Now Maori and Pacific Islanders have that rate but Pakeha rates are down to one to three cases per 100,000.
"This is not a genetic problem, this is a disease of poverty, this is a disease of access to healthcare."
If people are carrying the disease they are less able to be educated and to work and they will cost the system.
"It's a no-brainer," she says.
A Ministry of Health spokesman says the ministry is concerned about rheumatic fever and accepts it has a national role in co-ordinating the response to the high rates.
"Unfortunately there is no quick fix," says Dr Greg Simmons, chief adviser on population health, but he agrees sore throats are paramount. "Increased awareness of the significance of sore throats and the need for prompt treatment so carers take children to a GP or nurse is the first step."
A big step forward is a plan to fund a position for a national rheumatic fever co-ordinator, to work alongside district health boards and other agencies to assess the options and ensure the right services are in place for those most in need.
RHEUMATIC FEVER
Often starts with a sore throat (a streptococcal infection)
A few weeks later a child may develop:
* Sore or swollen joints,
* A skin rash,
* A fever,
* Stomach pain,
* Jerky movements.
Although these symptoms may disappear, the heart valves may be damaged and this damage may be permanent.
This is now rheumatic heart disease, leading to persistent problems and sometimes a shortened lifespan.
WATCH OUT FOR
Public health officers are urging people to be vigilant for more illnesses currently circulating at higher rates than usual among children in the Auckland region.
Whooping cough
Status: Epidemic
* 159 notifications for the year so far compared to 38 for the period last year.
* 80 per cent to 90 per cent of babies will be protected after three doses of immunisation.

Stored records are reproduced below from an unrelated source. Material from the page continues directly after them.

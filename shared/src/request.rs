//! Pagination types for the shared crate
//!
//! Query-side clamping ([`PageQuery`]) and the page metadata block
//! ([`Pagination`]) returned alongside paginated listings.

use serde::{Deserialize, Serialize};

/// Page size used when the caller sends no limit or a non-positive one
pub const DEFAULT_PAGE_LIMIT: i32 = 10;

/// Largest page size a single request may ask for
pub const MAX_PAGE_LIMIT: i32 = 100;

/// Pagination query parameters
///
/// Raw wire values are kept as received; every consumer goes through
/// [`effective_limit`](PageQuery::effective_limit) and
/// [`effective_offset`](PageQuery::effective_offset) so the clamping
/// rules are applied in exactly one place.
#[derive(Debug, Clone, Copy, Default, Deserialize)]
pub struct PageQuery {
    /// Maximum number of records to return (default: 10, max: 100)
    #[serde(default)]
    pub limit: i32,

    /// Number of records to skip (default: 0)
    #[serde(default)]
    pub offset: i32,
}

impl PageQuery {
    pub fn new(limit: i32, offset: i32) -> Self {
        Self { limit, offset }
    }

    /// Get the limit for database queries
    ///
    /// Zero and negative values fall back to the default page size,
    /// oversized values clamp to the maximum.
    pub fn effective_limit(&self) -> i32 {
        if self.limit <= 0 {
            DEFAULT_PAGE_LIMIT
        } else {
            std::cmp::min(self.limit, MAX_PAGE_LIMIT)
        }
    }

    /// Get the offset for database queries (negative values clamp to zero)
    pub fn effective_offset(&self) -> i32 {
        std::cmp::max(self.offset, 0)
    }
}

/// Page metadata returned alongside a paginated listing
///
/// `limit` and `offset` echo the effective values the query ran with,
/// after clamping; `total` counts every record matching the filter.
#[derive(Debug, Clone, Copy, Serialize, Deserialize)]
pub struct Pagination {
    pub total: i64,
    pub limit: i32,
    pub offset: i32,
}

#[cfg(test)]
mod tests {
    use super::*;

    #[test]
    fn test_limit_defaults_when_unset() {
        let q = PageQuery::default();
        assert_eq!(q.effective_limit(), DEFAULT_PAGE_LIMIT);
        assert_eq!(q.effective_offset(), 0);
    }

    #[test]
    fn test_limit_zero_falls_back_to_default() {
        let q = PageQuery::new(0, 0);
        assert_eq!(q.effective_limit(), 10);
    }

    #[test]
    fn test_negative_limit_falls_back_to_default() {
        let q = PageQuery::new(-5, 0);
        assert_eq!(q.effective_limit(), 10);
    }

    #[test]
    fn test_limit_clamps_to_max() {
        let q = PageQuery::new(500, 0);
        assert_eq!(q.effective_limit(), 100);
    }

    #[test]
    fn test_limit_within_range_passes_through() {
        let q = PageQuery::new(25, 0);
        assert_eq!(q.effective_limit(), 25);

        let q = PageQuery::new(100, 0);
        assert_eq!(q.effective_limit(), 100);
    }

    #[test]
    fn test_negative_offset_clamps_to_zero() {
        let q = PageQuery::new(10, -1);
        assert_eq!(q.effective_offset(), 0);
    }

    #[test]
    fn test_offset_passes_through() {
        let q = PageQuery::new(10, 30);
        assert_eq!(q.effective_offset(), 30);
    }

    #[test]
    fn test_deserialize_missing_fields() {
        let q: PageQuery = serde_json::from_str("{}").unwrap();
        assert_eq!(q.limit, 0);
        assert_eq!(q.offset, 0);
        assert_eq!(q.effective_limit(), DEFAULT_PAGE_LIMIT);
    }

    #[test]
    fn test_deserialize_explicit_values() {
        let q: PageQuery = serde_json::from_str(r#"{"limit":50,"offset":20}"#).unwrap();
        assert_eq!(q.effective_limit(), 50);
        assert_eq!(q.effective_offset(), 20);
    }
}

* Immunisation rates are not high enough to prevent epidemics, and late immunisation is a problem.
* Babies can become blue, a bit hypoxic and struggle to breathe.
* Once children start coughing they can't stop. Coughs tend to end with a "whoop" and sometimes vomiting.
* No other prevention except immunisation.
Measles
Status: Watching
* 27 notifications from July to this month.
* Highly infectious, vaccine-preventable. Immunisation takes place at 15 months and 4 years.
* Measles can be very nasty. About one-in-three cases will have complications, and around 10 per cent of cases end up in hospital.
* Symptoms include headache, fever, runny nose, dry cough, sore eyes.